Nearly €5m awarded to 16 productions.

Eurimages’ Board of Management has unanimously recommended that the Council of Europe should renew Roberto Olla’s mandate as Executive Director for a third two-year term running from July 1.

Since taking up the post at the Strasbourg-based fund on July 1 2008, Olla has overseen the welcoming of three new member states – Albania, the Russian Federation and Georgia – to Eurimages’ executive body and the setting up of a digital equipment support programme for cinemas.

Under Olla’s guidance and with the approval of the Board of Management and its President Jobst Plog, the fund has also carried out various reforms “aimed at meeting the needs and expectations of industry professionals and fostering greater transparency in the project selection process.”

Changes to Eurimages’ regulations in the last four years, for example, extended the use of collection accounts and made them compulsory for those co-productions with budgets equal to or greater than €3m.

Moreover, last year saw the introduction of the requirement in the regulations for co-production support that evidence proving that at least 50% of the financing is confirmed in each territory of the co-production and must imperatively be provided at the latest by the date of the submission of the project.

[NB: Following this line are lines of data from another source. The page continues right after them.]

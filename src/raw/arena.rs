use alloc::collections::TryReserveError;
use alloc::vec::Vec;

use super::handle::Handle;

/// Slot storage standing in for the node allocator: `alloc` acquires and constructs,
/// `take`/`free` destroy and release. Released slots are recycled before the backing
/// vector grows, so a handle stays put for as long as its element is alive.
pub(crate) struct Arena<T> {
    slots: Vec<Option<T>>,
    free: Vec<Handle>,
}

impl<T> Arena<T> {
    pub(crate) const fn new() -> Self {
        Self {
            slots: Vec::new(),
            free: Vec::new(),
        }
    }

    pub(crate) fn with_capacity(capacity: usize) -> Self {
        Self {
            slots: Vec::with_capacity(capacity),
            free: Vec::new(),
        }
    }

    pub(crate) fn capacity(&self) -> usize {
        self.slots.capacity()
    }

    #[cfg(test)]
    pub(crate) const fn len(&self) -> usize {
        self.slots.len().saturating_sub(self.free.len())
    }

    #[cfg(test)]
    pub(crate) const fn is_empty(&self) -> bool {
        self.len() == 0
    }

    /// Number of additional elements that fit without growing `slots`.
    fn spare(&self) -> usize {
        self.free.len() + (self.slots.capacity() - self.slots.len())
    }

    pub(crate) fn reserve(&mut self, additional: usize) {
        let spare = self.spare();
        if additional > spare {
            self.slots.reserve(additional - self.free.len());
        }
    }

    pub(crate) fn try_reserve(&mut self, additional: usize) -> Result<(), TryReserveError> {
        let spare = self.spare();
        if additional > spare {
            self.slots.try_reserve(additional - self.free.len())?;
        }
        Ok(())
    }

    pub(crate) fn alloc(&mut self, element: T) -> Handle {
        if let Some(h) = self.free.pop() {
            // Reuse a free slot/handle.
            self.slots[h.to_index()] = Some(element);
            h
        } else {
            // The top two handle values are the sentinels, so they must never be handed out.
            assert!(
                self.slots.len() < Handle::MAX_SLOTS,
                "`Arena::alloc()` - arena is at maximum capacity ({})",
                Handle::MAX_SLOTS
            );
            // Allocate a new slot/handle.
            self.slots.push(Some(element));
            Handle::from_index(self.slots.len() - 1)
        }
    }

    #[inline]
    pub(crate) fn get(&self, handle: Handle) -> &T {
        self.slots[handle.to_index()].as_ref().expect("`Arena::get()` - `handle` is invalid!")
    }

    /// Returns the element behind `handle`, or `None` for sentinels and vacant slots.
    #[inline]
    pub(crate) fn try_get(&self, handle: Handle) -> Option<&T> {
        self.slots.get(handle.to_index()).and_then(Option::as_ref)
    }

    /// Returns a mutable reference to an element by handle from a raw pointer, without
    /// creating a reference to any other slot.
    ///
    /// # Safety
    /// - `ptr` must point to a valid, allocated `Arena<T>` that outlives `'a`.
    /// - No other reference to the element at `handle` may exist for `'a`.
    /// - The arena must not be grown, shrunk or cleared for `'a`.
    #[inline]
    pub(crate) unsafe fn get_mut_ptr<'a>(ptr: *mut Self, handle: Handle) -> &'a mut T {
        let index = handle.to_index();
        // SAFETY: Caller guarantees ptr is valid. Only the `slots` header is read; the element is
        // reached through the buffer pointer so earlier references to other slots stay valid.
        unsafe {
            let slots = &raw mut (*ptr).slots;
            assert!(index < (*slots).len(), "`Arena::get_mut_ptr()` - `handle` is invalid!");
            (*(*slots).as_mut_ptr().add(index)).as_mut().expect("`Arena::get_mut_ptr()` - `handle` is invalid!")
        }
    }

    #[inline]
    pub(crate) fn get_mut(&mut self, handle: Handle) -> &mut T {
        self.slots[handle.to_index()].as_mut().expect("`Arena::get_mut()` - `handle` is invalid!")
    }

    pub(crate) fn take(&mut self, handle: Handle) -> T {
        let element = self.slots[handle.to_index()].take().expect("`Arena::take()` - `handle` is invalid!");
        self.free.push(handle);
        element
    }

    pub(crate) fn clear(&mut self) {
        self.slots.clear();
        self.free.clear();
    }
}
impl<'a, K, V> Iterator for RangeMut<'a, K, V> {
    type Item = (&'a K, &'a mut V);

    fn next(&mut self) -> Option<Self::Item> {
        let walk = self.walk.as_mut()?;
        let handle = self.span.pop_front(walk.nodes, walk.root)?;
        // SAFETY: The span yields every handle between its ends exactly once.
        Some(unsafe { walk.entry(handle) })
    }

    fn size_hint(&self) -> (usize, Option<usize>) {
        if self.span.done { (0, Some(0)) } else { (1, None) }
    }
}

impl<K, V> DoubleEndedIterator for RangeMut<'_, K, V> {
    fn next_back(&mut self) -> Option<Self::Item> {
        let walk = self.walk.as_mut()?;
        let handle = self.span.pop_back(walk.nodes, walk.root)?;
        // SAFETY: Same as in next().
        Some(unsafe { walk.entry(handle) })
    }
}

impl<K, V> FusedIterator for RangeMut<'_, K, V> {}

impl<K, V> fmt::Debug for RangeMut<'_, K, V> {
    fn fmt(&self, f: &mut fmt::Formatter<'_>) -> fmt::Result {
        f.debug_struct("RangeMut").field("done", &self.span.done).finish_non_exhaustive()
    }
}

impl<K, V> Default for RangeMut<'_, K, V> {
    fn default() -> Self {
        RangeMut {
            walk: None,
            span: Span::EMPTY,
        }
    }
}
impl<K, V, C> RawAvlMap<K, V, C> {
    /// Creates a new, empty tree.
    pub(crate) const fn new(compare: C) -> Self {
        Self {
            nodes: Arena::new(),
            values: Arena::new(),
            root: None,
            len: 0,
            compare,
        }
    }

    /// Creates a new tree with room for `capacity` entries.
    pub(crate) fn with_capacity(capacity: usize, compare: C) -> Self {
        Self {
            nodes: Arena::with_capacity(capacity),
            values: Arena::with_capacity(capacity),
            root: None,
            len: 0,
            compare,
        }
    }

    /// Returns the number of key-value pairs in the tree.
    pub(crate) const fn len(&self) -> usize {
        self.len
    }

    /// Returns true if the tree contains no elements.
    pub(crate) const fn is_empty(&self) -> bool {
        self.len == 0
    }

    /// Returns the number of entries the tree can hold without reallocating.
    pub(crate) fn capacity(&self) -> usize {
        self.nodes.capacity().min(self.values.capacity())
    }

    pub(crate) fn reserve(&mut self, additional: usize) {
        self.nodes.reserve(additional);
        self.values.reserve(additional);
    }

    pub(crate) fn try_reserve(&mut self, additional: usize) -> Result<(), TryReserveError> {
        self.nodes.try_reserve(additional)?;
        self.values.try_reserve(additional)
    }

    /// Destroys every node and value.
    pub(crate) fn clear(&mut self) {
        self.nodes.clear();
        self.values.clear();
        self.root = None;
        self.len = 0;
    }

    pub(crate) fn compare(&self) -> &C {
        &self.compare
    }

    /// Height of the whole tree; 0 when empty.
    pub(crate) fn height(&self) -> usize {
        self.root.map_or(0, |root| usize::from(self.nodes.get(root).height()))
    }

    pub(crate) fn compare_mut(&mut self) -> &mut C {
        &mut self.compare
    }

    pub(crate) fn nodes(&self) -> &Arena<Node<K>> {
        &self.nodes
    }

    pub(crate) fn values(&self) -> &Arena<V> {
        &self.values
    }

    pub(crate) fn root(&self) -> Option<Handle> {
        self.root
    }

    /// Borrows the links shared and the values exclusively, for mutable iteration.
    pub(crate) fn split_mut(&mut self) -> (&Arena<Node<K>>, &mut Arena<V>, Option<Handle>) {
        (&self.nodes, &mut self.values, self.root)
    }

    /// Returns the entry of a live node.
    pub(crate) fn entry_at(&self, handle: Handle) -> (&K, &V) {
        let node = self.nodes.get(handle);
        (node.key(), self.values.get(node.value()))
    }

    /// Returns the entry of a live node with a mutable value.
    pub(crate) fn entry_at_mut(&mut self, handle: Handle) -> (&K, &mut V) {
        let node = self.nodes.get(handle);
        (node.key(), self.values.get_mut(node.value()))
    }

    /// Returns the entry at `handle`, or `None` for a sentinel or a removed node.
    pub(crate) fn key_value(&self, handle: Handle) -> Option<(&K, &V)> {
        let node = self.nodes.try_get(handle)?;
        Some((node.key(), self.values.get(node.value())))
    }

    /// Returns the entry at `handle` with a mutable value, or `None` for a sentinel or a
    /// removed node.
    pub(crate) fn key_value_mut(&mut self, handle: Handle) -> Option<(&K, &mut V)> {
        let node = self.nodes.try_get(handle)?;
        Some((node.key(), self.values.get_mut(node.value())))
    }

    /// Returns true if `handle` refers to a live node of this tree.
    pub(crate) fn contains_handle(&self, handle: Handle) -> bool {
        self.nodes.try_get(handle).is_some()
    }

    /// Returns the minimum node, if any.
    pub(crate) fn first(&self) -> Option<Handle> {
        self.root.map(|root| traverse::leftmost(&self.nodes, root))
    }

    /// Returns the maximum node, if any.
    pub(crate) fn last(&self) -> Option<Handle> {
        self.root.map(|root| traverse::rightmost(&self.nodes, root))
    }

    /// Returns the in-order successor of `handle`, stepping onto and saturating at the sentinels.
    pub(crate) fn next(&self, handle: Handle) -> Handle {
        traverse::successor(&self.nodes, self.root, handle)
    }

    /// Returns the in-order predecessor of `handle`, stepping onto and saturating at the
    /// sentinels.
    pub(crate) fn prev(&self, handle: Handle) -> Handle {
        traverse::predecessor(&self.nodes, self.root, handle)
    }

    /// Removes every entry, returning them in key order.
    pub(crate) fn drain_to_vec(&mut self) -> Vec<(K, V)> {
        let mut order = Vec::with_capacity(self.len);
        let mut current = self.next(Handle::BEFORE_FIRST);
        while current != Handle::PAST_LAST {
            order.push(current);
            current = self.next(current);
        }

        let entries = order
            .into_iter()
            .map(|handle| {
                let (key, value) = self.nodes.take(handle).into_parts();
                (key, self.values.take(value))
            })
            .collect();
        self.clear();
        entries
    }

    /// Removes the node at `target` and returns its entry.
    ///
    /// Every other handle stays valid: in the two-children case the in-order successor is
    /// relinked into the removed node's place rather than having its entry moved.
    pub(crate) fn remove_handle(&mut self, target: Handle) -> (K, V) {
        let route = self.route_to(target);
        let root = self.root.expect("`RawAvlMap::remove_handle()` - tree is empty!");
        let (new_root, entry) = self.remove_along(root, &route);
        self.set_root(new_root);
        entry
    }

    /// Collects the sides taken from the root down to `target` by climbing parent links.
    fn route_to(&self, target: Handle) -> Route {
        let mut route = Route::new();
        let mut current = target;
        while let Some(parent) = self.nodes.get(current).parent() {
            let side = self.nodes.get(parent).side_of(current).expect("`RawAvlMap::route_to()` - broken parent link!");
            route.push(side);
            current = parent;
        }
        route.reverse();
        route
    }

    fn remove_along(&mut self, handle: Handle, route: &[Side]) -> (Option<Handle>, (K, V)) {
        let Some((&side, rest)) = route.split_first() else {
            return self.unlink(handle);
        };

        let child = self.nodes.get(handle).child(side).expect("`RawAvlMap::remove_along()` - route leaves the tree!");
        let (new_child, entry) = self.remove_along(child, rest);
        self.attach(handle, side, new_child);
        (Some(self.rebalance(handle)), entry)
    }

    /// Takes `handle` out of the tree and returns the subtree that replaces it.
    fn unlink(&mut self, handle: Handle) -> (Option<Handle>, (K, V)) {
        let (parent, left, right) = {
            let node = self.nodes.get(handle);
            (node.parent(), node.left(), node.right())
        };

        let replacement = match (left, right) {
            (None, None) => None,
            (Some(child), None) | (None, Some(child)) => {
                self.nodes.get_mut(child).set_parent(parent);
                Some(child)
            }
            (Some(left), Some(right)) => {
                let (rest, successor) = self.detach_min(right);
                self.attach(successor, Side::Left, Some(left));
                self.attach(successor, Side::Right, rest);
                self.nodes.get_mut(successor).set_parent(parent);
                Some(self.rebalance(successor))
            }
        };

        (replacement, self.destroy(handle))
    }

    /// Detaches the minimum of the subtree at `handle`.
    /// Returns the rebalanced remainder of the subtree and the detached node.
    fn detach_min(&mut self, handle: Handle) -> (Option<Handle>, Handle) {
        match self.nodes.get(handle).left() {
            None => (self.nodes.get(handle).right(), handle),
            Some(left) => {
                let (rest, min) = self.detach_min(left);
                self.attach(handle, Side::Left, rest);
                (Some(self.rebalance(handle)), min)
            }
        }
    }

    /// Frees a node that is no longer linked and returns its entry.
    fn destroy(&mut self, handle: Handle) -> (K, V) {
        let (key, value) = self.nodes.take(handle).into_parts();
        self.len -= 1;
        (key, self.values.take(value))
    }

    /// Installs `root` and clears its parent link.
    fn set_root(&mut self, root: Option<Handle>) {
        self.root = root;
        if let Some(root) = root {
            self.nodes.get_mut(root).set_parent(None);
        }
    }

    /// Links `child` below `parent` on `side`, fixing the back-reference.
    fn attach(&mut self, parent: Handle, side: Side, child: Option<Handle>) {
        self.nodes.get_mut(parent).set_child(side, child);
        if let Some(child) = child {
            self.nodes.get_mut(child).set_parent(Some(parent));
        }
    }

    fn child_height(&self, child: Option<Handle>) -> i16 {
        child.map_or(0, |c| i16::from(self.nodes.get(c).height()))
    }

    fn update_height(&mut self, handle: Handle) {
        let node = self.nodes.get(handle);
        let tallest = self.child_height(node.left()).max(self.child_height(node.right()));
        // Heights are bounded well below `u8::MAX`.
        #[allow(clippy::cast_possible_truncation, clippy::cast_sign_loss)]
        self.nodes.get_mut(handle).set_height((tallest + 1) as u8);
    }

    /// Left height minus right height.
    fn balance(&self, handle: Handle) -> i16 {
        let node = self.nodes.get(handle);
        self.child_height(node.left()) - self.child_height(node.right())
    }

    /// Recomputes the height of `handle` and restores the AVL property there.
    /// Returns the root of the (possibly rotated) subtree.
    ///
    /// A child with zero balance gets the single rotation. That only happens after removals;
    /// after an insertion the heavy child is never level, so the choice matches the classic
    /// key-directed LL/LR/RL/RR selection.
    fn rebalance(&mut self, handle: Handle) -> Handle {
        self.update_height(handle);
        let balance = self.balance(handle);

        if balance > 1 {
            let left = self.nodes.get(handle).left().expect("`RawAvlMap::rebalance()` - left-heavy without a left child!");
            if self.balance(left) < 0 {
                // Left-right case.
                self.rotate_left(left);
            }
            // Left-left case.
            return self.rotate_right(handle);
        }

        if balance < -1 {
            let right =
                self.nodes.get(handle).right().expect("`RawAvlMap::rebalance()` - right-heavy without a right child!");
            if self.balance(right) > 0 {
                // Right-left case.
                self.rotate_right(right);
            }
            // Right-right case.
            return self.rotate_left(handle);
        }

        handle
    }

    fn rotate_left(&mut self, handle: Handle) -> Handle {
        self.rotate(handle, Side::Left)
    }

    fn rotate_right(&mut self, handle: Handle) -> Handle {
        self.rotate(handle, Side::Right)
    }

    /// Rotates `handle` down towards `side`; its child on the other side becomes the subtree
    /// root. Parent links and the parent's child link are rewritten; only the two nodes whose
    /// subtrees changed get new heights.
    fn rotate(&mut self, handle: Handle, side: Side) -> Handle {
        let other = side.opposite();
        let pivot = self.nodes.get(handle).child(other).expect("`RawAvlMap::rotate()` - missing pivot child!");
        let inner = self.nodes.get(pivot).child(side);
        let parent = self.nodes.get(handle).parent();

        self.attach(handle, other, inner);
        self.attach(pivot, side, Some(handle));
        self.nodes.get_mut(pivot).set_parent(parent);
        if let Some(parent) = parent
            && let Some(slot) = self.nodes.get(parent).side_of(handle)
        {
            self.nodes.get_mut(parent).set_child(slot, Some(pivot));
        }

        self.update_height(handle);
        self.update_height(pivot);
        pivot
    }
}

In addition, another alteration to the regulations from January 2011 had allowed the Executive Director to agree to up to half of the shooting taking place before the Board of Management’s examination of the application “in the event of unavoidable and duly justified reasons.”

The recommendation to extend Olla’s contract was made at this week’s sitting of the Board of Management in Luxembourg when a total of €4.95m was awarded to 16 European co-productions.

The largest amount - €650,000 - went to Michel Gondry’s Boris Vian adaptation L’Ecume des Jours, to be produced by France’s Brio Films and StudioCanal with Belgium’s Scope Pictures with Audrey Tautou and Romain Duris set to headline, while €550,000 each was granted to new projects by Pawel Pawlikowski and Erik Poppe.

Pawlikowski’s Epic is being structured as a Georgian-UK-Russian-French co-production. It is a gentle black comedy about a confused, washed up British director who gets invited by a nascent state to make a national epic in an obscure Caucasus Republic. The cast includes Ethan Hawke as the filmmaker, Ben Kingsley as the dictator, Christopher Lambert as the film’s crazed star and Chulpan Khamatova as the beauty and brains.

Meanwhile, Norwegian Poppe’s Grenade – about a war photographer who has to decide between her family and work - is being produced by Paradox Rettigher with Ireland’s Newgrange Pictures and the Swedish outpost of Zentropa International.

Other projects supported include Andrea Staka’s Cure/Girls, to be produced by Switzerland’s Okofilm Productions with Croatia’s Ziva and Jasmila Zbanic’s Sarajevo-based Deblokada Film (Staka was the director of the controversial Golden Leopard winner Das Fräulein in 2006), Bulgarian Gueorgui Balabanov’s political drama The File Petrov, to be co-produced by Camera Ltd. with Germany’s Ostlicht Filmproduktion and France’s Arsam International, and Nanouk Leopold’s literary adaptation It’s All So Quiet which reunites Dutch production house Circe Film with Germany’s Coin Film who had previously worked together on Leopold’s The Brownian Movement.

This session also saw funding going to Eurimages’ second majority Russian co-production – Konstantin Lopushansky’s The Role Of A Life Time, to be produced with partners from Belarus and Finland – and to Croatian filmmaker Vinko Bresan’s The Priest’s Children which was pitched at the Connecting Cottbus East-West co-production market last November.